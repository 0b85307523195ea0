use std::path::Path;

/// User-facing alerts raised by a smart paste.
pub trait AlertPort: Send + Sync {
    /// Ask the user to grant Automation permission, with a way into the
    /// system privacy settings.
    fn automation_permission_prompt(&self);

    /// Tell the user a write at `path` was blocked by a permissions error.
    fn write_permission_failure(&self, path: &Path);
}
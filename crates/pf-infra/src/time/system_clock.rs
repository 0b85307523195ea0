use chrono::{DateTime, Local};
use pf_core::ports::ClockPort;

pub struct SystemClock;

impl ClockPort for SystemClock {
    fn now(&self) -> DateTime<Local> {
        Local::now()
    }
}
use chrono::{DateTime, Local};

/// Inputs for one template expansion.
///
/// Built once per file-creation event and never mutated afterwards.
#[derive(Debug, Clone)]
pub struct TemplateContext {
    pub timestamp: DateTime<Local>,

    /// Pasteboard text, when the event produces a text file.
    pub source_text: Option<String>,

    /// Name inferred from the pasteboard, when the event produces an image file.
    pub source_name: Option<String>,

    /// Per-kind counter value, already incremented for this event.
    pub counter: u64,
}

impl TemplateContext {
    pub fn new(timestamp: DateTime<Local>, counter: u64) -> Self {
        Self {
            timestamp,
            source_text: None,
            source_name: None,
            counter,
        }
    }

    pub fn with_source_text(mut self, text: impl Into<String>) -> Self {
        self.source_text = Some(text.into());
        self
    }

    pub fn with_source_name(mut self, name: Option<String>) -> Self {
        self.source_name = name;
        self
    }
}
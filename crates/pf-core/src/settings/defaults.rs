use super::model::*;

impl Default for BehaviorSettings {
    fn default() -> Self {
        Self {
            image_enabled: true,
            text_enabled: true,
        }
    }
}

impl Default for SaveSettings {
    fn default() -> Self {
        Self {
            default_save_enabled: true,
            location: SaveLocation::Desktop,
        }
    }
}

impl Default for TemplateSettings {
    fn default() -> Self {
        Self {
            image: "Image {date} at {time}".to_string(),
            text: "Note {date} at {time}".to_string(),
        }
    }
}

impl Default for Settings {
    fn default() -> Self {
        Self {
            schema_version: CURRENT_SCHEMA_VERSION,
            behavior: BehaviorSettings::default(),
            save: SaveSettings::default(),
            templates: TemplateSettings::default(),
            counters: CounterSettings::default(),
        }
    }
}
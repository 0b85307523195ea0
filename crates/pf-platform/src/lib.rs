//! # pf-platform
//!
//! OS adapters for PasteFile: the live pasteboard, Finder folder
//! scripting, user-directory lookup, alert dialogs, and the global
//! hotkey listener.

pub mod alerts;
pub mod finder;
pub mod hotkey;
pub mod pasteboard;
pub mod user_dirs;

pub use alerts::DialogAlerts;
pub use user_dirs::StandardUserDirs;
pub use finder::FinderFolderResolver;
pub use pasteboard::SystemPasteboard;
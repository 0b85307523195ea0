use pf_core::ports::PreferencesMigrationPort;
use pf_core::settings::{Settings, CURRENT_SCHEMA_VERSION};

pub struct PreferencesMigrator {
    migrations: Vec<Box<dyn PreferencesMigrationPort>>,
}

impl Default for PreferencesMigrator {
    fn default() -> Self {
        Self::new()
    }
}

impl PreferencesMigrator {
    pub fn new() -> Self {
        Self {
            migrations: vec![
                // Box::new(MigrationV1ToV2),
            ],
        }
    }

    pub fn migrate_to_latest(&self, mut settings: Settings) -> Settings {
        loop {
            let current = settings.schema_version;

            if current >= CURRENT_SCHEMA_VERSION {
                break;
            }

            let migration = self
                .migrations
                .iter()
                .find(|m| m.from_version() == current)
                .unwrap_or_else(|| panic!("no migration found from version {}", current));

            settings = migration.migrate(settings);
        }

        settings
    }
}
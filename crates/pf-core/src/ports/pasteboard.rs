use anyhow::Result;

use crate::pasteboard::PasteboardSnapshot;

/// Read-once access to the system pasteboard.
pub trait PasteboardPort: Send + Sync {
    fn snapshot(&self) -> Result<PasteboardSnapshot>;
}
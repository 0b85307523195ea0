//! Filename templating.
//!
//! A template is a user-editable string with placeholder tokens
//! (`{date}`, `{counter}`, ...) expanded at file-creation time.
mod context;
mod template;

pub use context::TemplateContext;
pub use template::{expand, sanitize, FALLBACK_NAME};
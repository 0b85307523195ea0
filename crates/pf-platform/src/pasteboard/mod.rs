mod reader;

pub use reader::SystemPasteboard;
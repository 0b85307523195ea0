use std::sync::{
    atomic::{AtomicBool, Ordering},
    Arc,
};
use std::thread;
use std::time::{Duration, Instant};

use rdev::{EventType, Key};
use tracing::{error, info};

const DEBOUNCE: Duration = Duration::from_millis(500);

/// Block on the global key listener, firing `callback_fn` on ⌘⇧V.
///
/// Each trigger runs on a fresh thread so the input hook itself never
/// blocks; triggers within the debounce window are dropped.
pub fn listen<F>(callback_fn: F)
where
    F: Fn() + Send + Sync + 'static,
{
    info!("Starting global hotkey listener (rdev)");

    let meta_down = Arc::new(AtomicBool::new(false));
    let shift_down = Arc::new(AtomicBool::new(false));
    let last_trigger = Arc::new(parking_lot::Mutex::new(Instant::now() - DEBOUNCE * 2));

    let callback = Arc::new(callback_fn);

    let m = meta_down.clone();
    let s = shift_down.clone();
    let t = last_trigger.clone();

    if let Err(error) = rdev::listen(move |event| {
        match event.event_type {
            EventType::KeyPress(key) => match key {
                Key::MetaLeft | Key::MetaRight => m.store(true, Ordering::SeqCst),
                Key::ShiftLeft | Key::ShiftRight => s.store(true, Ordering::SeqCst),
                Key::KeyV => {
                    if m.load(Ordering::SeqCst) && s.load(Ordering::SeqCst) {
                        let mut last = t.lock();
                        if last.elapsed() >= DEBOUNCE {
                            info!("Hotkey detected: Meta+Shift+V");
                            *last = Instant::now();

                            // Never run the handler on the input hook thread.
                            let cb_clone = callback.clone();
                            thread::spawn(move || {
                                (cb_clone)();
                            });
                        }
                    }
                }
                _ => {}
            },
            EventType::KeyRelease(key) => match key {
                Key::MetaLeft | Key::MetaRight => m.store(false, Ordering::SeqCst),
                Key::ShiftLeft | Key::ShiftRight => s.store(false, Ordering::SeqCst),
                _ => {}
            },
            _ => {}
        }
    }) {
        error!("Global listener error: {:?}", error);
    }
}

★ ★ ★ ★

In the records, locate each line holding the string "AtomicBool" and copy it.

    atomic::{AtomicBool, Ordering},
    let meta_down = Arc::new(AtomicBool::new(false));
    let shift_down = Arc::new(AtomicBool::new(false));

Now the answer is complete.